Start date: October 10, 2017
Phase: Phase 2
Study type: Interventional

This phase II trial studies the side effects of cord blood-derived expanded allogeneic natural killer cells (umbilical cord blood natural killer [NK] cells), rituximab, high-dose chemotherapy, and stem cell transplant in treating patients with B-cell non-Hodgkin's lymphoma that has come back (recurrent) or that does not respond to treatment (refractory). Immune system cells, such as cord blood-derived expanded allogeneic natural killer cells, are made by the body to attack foreign or cancerous cells. Immunotherapy with rituximab, may induce changes in body's immune system and may interfere with the ability of tumor cells to grow and spread. Drugs used in chemotherapy, such as carmustine, cytarabine, etoposide, lenalidomide, melphalan, and rituximab, work in different ways to stop the growth of cancer cells, either by killing the cells, by stopping them from dividing, or by stopping them from spreading. A stem cell transplant using stem cells from the patient or a donor may be able to replace blood-forming cells that were destroyed by chemotherapy used to kill cancer cells. The donated stem cells may also replace the patient's immune cells and help destroy any remaining cancer cells. Giving cord blood-derived expanded allogeneic natural killer cells, rituximab, high-dose chemotherapy, and stem cell transplant may work better in treating patients with recurrent or refractory B-cell non-Hodgkin's lymphoma.
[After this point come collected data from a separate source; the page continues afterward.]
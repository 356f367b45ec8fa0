pub mod a001_customer;
pub mod a002_fee;
pub mod a003_billing_parameter;
pub mod a004_service_unit;
pub mod a005_meter_reading;
pub mod a006_bill;
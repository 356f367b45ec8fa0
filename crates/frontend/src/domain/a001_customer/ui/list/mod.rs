use crate::domain::a001_customer::api::fetch_customers;
use crate::shared::api_utils::ApiClient;
use crate::shared::components::data_table::{ColumnDef, DataTable, RowKey};
use crate::shared::export::{export_to_excel, ExcelExportable};
use crate::shared::icons::icon;
use crate::shared::list_utils::{FieldValue, SortDirection};
use crate::shared::notifications::use_notifications;
use crate::shared::resource::use_fetch;
use crate::system::auth::context::use_api;
use contracts::domain::a001_customer::aggregate::Customer;
use leptos::prelude::*;
use std::sync::Arc;

impl ExcelExportable for Customer {
    fn headers() -> Vec<&'static str> {
        vec!["Account", "Full name", "Address", "Meter", "Email", "Active"]
    }

    fn to_csv_row(&self) -> Vec<String> {
        vec![
            self.account_number.clone(),
            self.full_name.clone(),
            self.address.clone(),
            self.meter_number.clone(),
            self.email.clone().unwrap_or_default(),
            if self.is_active { "yes" } else { "no" }.to_string(),
        ]
    }
}

fn customer_columns() -> Vec<ColumnDef<Customer>> {
    vec![
        ColumnDef::data("account_number", "Account", |c: &Customer| {
            FieldValue::from(&c.account_number)
        })
        .sortable(),
        ColumnDef::data("full_name", "Full name", |c: &Customer| {
            FieldValue::from(&c.full_name)
        })
        .sortable(),
        ColumnDef::data("address", "Address", |c: &Customer| FieldValue::from(&c.address))
            .sortable(),
        ColumnDef::data("meter_number", "Meter", |c: &Customer| {
            FieldValue::from(&c.meter_number)
        }),
        ColumnDef::data("email", "Email", |c: &Customer| FieldValue::from(c.email.as_deref())),
        ColumnDef::data("is_active", "Status", |c: &Customer| FieldValue::from(c.is_active))
            .render(|c: &Customer| {
                let (class, label) = if c.is_active {
                    ("badge badge--success", "Active")
                } else {
                    ("badge badge--neutral", "Inactive")
                };
                view! { <span class=class>{label}</span> }.into_any()
            }),
    ]
}

#[component]
#[allow(non_snake_case)]
pub fn CustomerList() -> impl IntoView {
    let api = use_api();
    let notifications = use_notifications();
    let customers = use_fetch(move || {
        let client: ApiClient = api.get_untracked();
        async move { fetch_customers(&client).await }
    });
    let data = customers.data_or_default();
    let row_key: RowKey<Customer> = Arc::new(|c: &Customer| c.id.to_string());

    let export_csv = move |_| {
        let rows = data.get_untracked();
        if let Err(e) = export_to_excel(&rows, "customers.csv") {
            notifications.error(e);
        }
    };

    view! {
        <div class="page">
            <div class="header">
                <div class="header__content">
                    <h1 class="header__title">{"Customers"}</h1>
                </div>
                <div class="header__actions">
                    <button class="button button--secondary" on:click=move |_| customers.refetch()>
                        {icon("refresh")}
                        {"Refresh"}
                    </button>
                    <button class="button button--secondary" on:click=export_csv>
                        {icon("download")}
                        {"Export CSV"}
                    </button>
                </div>
            </div>

            {move || customers.error.get().map(|e| view! {
                <div class="warning-box" style="background: var(--color-error-50); border-color: var(--color-error-100);">
                    <span class="warning-box__icon" style="color: var(--color-error);">"⚠"</span>
                    <span class="warning-box__text" style="color: var(--color-error);">{e}</span>
                </div>
            })}

            <DataTable
                data=data
                columns=customer_columns()
                row_key=row_key
                default_sort="account_number"
                default_sort_direction=SortDirection::Ascending
            />
        </div>
    }
}

#[cfg(test)]
mod tests {
    use super::*;
    use contracts::domain::a001_customer::aggregate::CustomerId;

    fn customer(account: &str, email: Option<&str>) -> Customer {
        Customer {
            id: CustomerId::new_v4(),
            account_number: account.to_string(),
            full_name: "Ana Díaz".to_string(),
            address: "12 River Rd".to_string(),
            meter_number: "M-1".to_string(),
            service_unit_id: None,
            email: email.map(str::to_string),
            is_active: true,
        }
    }

    #[test]
    fn test_customer_csv_row() {
        let row = customer("A-001", None).to_csv_row();
        assert_eq!(row.len(), Customer::headers().len());
        assert_eq!(row[0], "A-001");
        assert_eq!(row[4], "");
        assert_eq!(row[5], "yes");
    }

    #[test]
    fn test_customer_columns_sortable_keys() {
        let columns: Vec<ColumnDef<Customer, String>> = vec![ColumnDef::data(
            "account_number",
            "Account",
            |c: &Customer| FieldValue::from(&c.account_number),
        )
        .sortable()];
        let c = customer("A-7", Some("a@b.c"));
        assert_eq!(columns[0].sort_value(&c), Some(FieldValue::from("A-7")));
        assert_eq!(customer_columns().iter().filter(|c| c.is_sortable()).count(), 3);
    }
}
pub mod role_dashboard;

pub use role_dashboard::RoleDashboard;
NCT ID: NCT03019055 Completed - Clinical trials for Chronic Lymphocytic Leukemia

Study of CAR-20/19-T Cells in Patients With Relapsed Refractory B Cell

Start date: October 16, 2017
Phase: Phase 1
Study type: Interventional

This is a phase 1/1b, interventional single arm, open label, treatment study designed to evaluate the safety and feasibility of infusion of autologous T cells engineered to contain an anti-cluster of differentiation 19 (CD19) and anti-cluster of differentiation 20 (CD20) single chain variable fragment (scFv) coupled to cluster of differentiation CD3ζ (CD3ζ) and co-stimulatory domain 4-1BB (4-1BB) signaling domains in patients with relapsed and/or refractory CD19 or CD20 positive B cell malignancies

NCT ID: NCT03017820 Recruiting - Clinical trials for Myelodysplastic Syndrome

VSV-hIFNbeta-NIS in Treating Patients With Relapsed or Refractory Multiple Myeloma, Acute Myeloid Leukemia or Lymphoma

Start date: April 4, 2017
Phase: Phase 1
Study type: Interventional

This phase I trial studies the best dose and side effects of recombinant vesicular stomatitis virus carrying the human NIS and IFN beta genes (VSV-hIFNbeta-sodium iodide symporter [NIS]) with or without cyclophosphamide or ipilimumab and nivolumab or cemiplimab in treating patients with multiple myeloma, acute myeloid leukemia (AML) or lymphoma that has come back or does not respond to treatment. A virus, called VSV-hIFNbeta-NIS, which has been changed in a certain way, may be able to kill cancer cells without damaging normal cells. Cyclophosphamide is in a class of medications called alkylating agents. It works by damaging the cell's DNA and may kill cancer cells. It may also lower the body's immune response. Immunotherapy with ipilmumab and nivolumab or cemiplimab may induce changes in body's immune system and may interfere with the ability of tumor cells to grow and spread. Giving VSV-hIFNbeta-NIS and ruxolitinib phosphate may work better at treating multiple myeloma, acute myeloid leukemia and T-cell lymphoma.